Although data analysis after completion of all patient appointments is the norm, data analysis does not necessarily have to wait until a study is completed. Many wound care studies utilise interim analyses conducted while the study is still in progress. Many trials can and should be stopped early for clear indications of either the efficacy or futility of the treatment being tested. However, the extent to which a new treatment can be confidently stated to be either effective or ineffective before all data have been collected is not easy to establish. Timely statistical intervention can stop a trial of an obviously effective or ineffective treatment, thus preventing further patients from entering a study unnecessarily.
Conclusion
The conduct and interpretation of statistical procedures are essential to the analysis of wound care data and allow us to answer quantitative research questions. These inferences can target interventions to improve patient outcomes. For example, if statistical analysis indicates that a particular wound treatment is more effective in a specific patient demographic, healthcare providers can tailor their approaches accordingly. Additionally, statisticians contribute to cost-effectiveness analyses, helping policymakers allocate resources efficiently.
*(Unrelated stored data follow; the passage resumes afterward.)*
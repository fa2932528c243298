use std::rc::Rc;

/// Name given to the function wrapping a bare top-level expression.
pub(crate) const ANON_FN: &str = "__anon_expr";

#[derive(Debug, Clone, PartialEq)]
pub(crate) enum Expr {
    Number(f64),
    Variable(String),
    Unary(char, Box<Expr>),
    Binary(char, Box<Expr>, Box<Expr>),
    If(Box<Expr>, Box<Expr>, Box<Expr>),
    For {
        var: String,
        start: Box<Expr>,
        end: Box<Expr>,
        step: Option<Box<Expr>>,
        body: Box<Expr>,
    },
    Call(String, Vec<Expr>),
}

#[derive(Debug, Clone, Copy, PartialEq)]
pub(crate) enum OperatorKind {
    None,
    Unary(char),
    Binary(char),
}

#[derive(Debug, Clone, PartialEq)]
pub(crate) struct Prototype {
    pub(crate) name: String,
    pub(crate) args: Vec<String>,
    pub(crate) kind: OperatorKind,
    pub(crate) precedence: i32,
}

impl Prototype {
    pub(crate) fn new(name: &str, args: Vec<String>) -> Prototype {
        Prototype {
            name: name.to_owned(),
            args,
            kind: OperatorKind::None,
            precedence: 0,
        }
    }

    #[cfg(test)]
    pub(crate) fn unary(op: char, arg: String) -> Prototype {
        Prototype {
            name: format!("unary{}", op),
            args: vec![arg],
            kind: OperatorKind::Unary(op),
            precedence: 0,
        }
    }

    #[cfg(test)]
    pub(crate) fn binary(op: char, precedence: i32, lhs: String, rhs: String) -> Prototype {
        Prototype {
            name: format!("binary{}", op),
            args: vec![lhs, rhs],
            kind: OperatorKind::Binary(op),
            precedence,
        }
    }
}

/// A prototype with a body. The prototype is shared with the registry of known functions.
#[derive(Debug, Clone, PartialEq)]
pub(crate) struct Function {
    pub(crate) proto: Rc<Prototype>,
    pub(crate) body: Expr,
}

impl Function {
    pub(crate) fn new(proto: Prototype, body: Expr) -> Function {
        Function {
            proto: Rc::new(proto),
            body,
        }
    }

    pub(crate) fn anonymous(body: Expr) -> Function {
        Function::new(Prototype::new(ANON_FN, vec![]), body)
    }
}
Statistics and biomedical statisticians play a fundamental role in advancing wound care by designing rigorous studies, analysing complex data and evaluating treatment efficacy. Judicious use of statistics in wound care studies ensures that clinical decisions are backed by robust evidence, ultimately improving patient outcomes and shaping the future of wound management. As wound care continues to evolve with technological advancements and data-driven innovations, the role of statisticians will remain indispensable in driving progress and enhancing healthcare delivery. Through collaboration with healthcare professionals and policymakers, statisticians will continue to contribute significantly to the optimisation of wound care practices and patient wellbeing.